The specific change to VCT to reduce the income tax relief from 30% to 20% is to help rebalance the up-front tax reliefs offered across the schemes, where the VCT scheme offers tax relief on dividend income, which the EIS scheme investors do not get. VCTs tend to invest in larger, less risky, scaling companies compared with EIS scheme investors. The reduction in income tax relief therefore reflects the overall reduction in investment risk that comes with investing in later-stage companies.

It is important to bear in mind that the VCT scheme remains very generous with, as I said, 100% tax relief on dividend payments and 100% capital gains tax relief on the sale of shares, alongside that 20% income tax relief. I know that the shadow Minister does not like TIINs in general—he has made that point in the Chamber—but they do contain the full details of the assumptions and impacts, and indeed the policy rationale. I therefore commend clauses 14 and 15 and Government amendments 3 and 4 to the Committee, and ask that amendment 29 and new clause 1 be rejected.

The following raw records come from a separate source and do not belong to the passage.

use std::collections::BTreeMap;
use std::path::PathBuf;

use anyhow::{Context, Result};
use serde::{Deserialize, Serialize};

use crate::explain::ExplainConfig;

pub const DEFAULT_ROW_LIMIT: u64 = 1000;

/// User settings from `<config_dir>/querylens/config.toml`.
///
/// ```toml
/// default_row_limit = 500
///
/// [explain]
/// postgresql = "EXPLAIN (ANALYZE, BUFFERS, FORMAT JSON)"
/// snowflake = "EXPLAIN USING JSON"
/// ```
#[derive(Debug, Clone, PartialEq, Eq, Serialize, Deserialize)]
#[serde(default)]
pub struct Settings {
    /// Dialect id -> EXPLAIN prefix, layered over the built-in prefixes
    pub explain: BTreeMap<String, String>,
    pub default_row_limit: u64,
}

impl Default for Settings {
    fn default() -> Self {
        Self {
            explain: BTreeMap::new(),
            default_row_limit: DEFAULT_ROW_LIMIT,
        }
    }
}

impl Settings {
    pub fn config_path() -> PathBuf {
        dirs::config_dir()
            .unwrap_or_else(|| PathBuf::from("."))
            .join("querylens")
            .join("config.toml")
    }

    /// Load settings, falling back to defaults when the file is absent.
    pub fn load() -> Result<Self> {
        let path = Self::config_path();
        if !path.exists() {
            return Ok(Self::default());
        }
        let content = std::fs::read_to_string(&path)
            .with_context(|| format!("Failed to read {}", path.display()))?;
        Self::parse(&content).with_context(|| format!("Invalid settings in {}", path.display()))
    }

    pub fn parse(content: &str) -> Result<Self> {
        Ok(toml::from_str(content)?)
    }

    /// Write every `[explain]` override into `config`. Stops at the first
    /// rejected entry.
    pub fn apply_explain_overrides(&self, config: &mut ExplainConfig) -> Result<()> {
        for (dialect, prefix) in &self.explain {
            config
                .update(dialect, prefix)
                .with_context(|| format!("Invalid [explain] entry for '{}'", dialect))?;
            tracing::debug!(dialect = %dialect, prefix = %prefix, "EXPLAIN prefix overridden");
        }
        Ok(())
    }
}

Question put and agreed to.

Clause 14 accordingly ordered to stand part of the Bill.

Clause 15

Venture capital trusts: rate of relief and amounts and asset requirements

Amendment proposed: 29, in clause 15, page 10, line 23, leave out subsection (2).—(James Wild.)

This amendment would maintain the rate of income tax relief for investments into venture capital trusts at 30 per cent.

Question put, That the amendment be made.

Division 1

Question accordingly negatived.

Ayes: 2

Noes: 10

Amendments made: 3, in clause 15, page 10, line 26, after “the” insert “relevant”.
This amendment, together with Amendment 4, amends section 292A(1) of ITA 2007 to refer to “the relevant company” rather than “the company”.
Amendment 4, in clause 15, page 10, line 30, after “the” insert “relevant”.—(Lucy Rigby.)
See the explanatory statement for Amendment 3.
Clause 15, as amended, ordered to stand part of the Bill.
Clause 16
CSOP schemes and EMI: PISCES shares
Question proposed, That the clause stand part of the Bill.
Lucy Rigby Portrait Lucy Rigby
- Hansard - - - Excerpts

Clause 16 will enable the existing enterprise management incentives scheme and company share option plan contracts agreed before 6 April 2028 to be amended to include a sale on the private intermittent securities and capital exchange system—known by its much more catchy acronym of PISCES—as an exercisable event, without losing the tax advantages. The legislation will have retrospective effect from 15 May 2025. In the interim, His Majesty’s Revenue and Customs will be able to use its collection and management powers to not collect tax on exercise.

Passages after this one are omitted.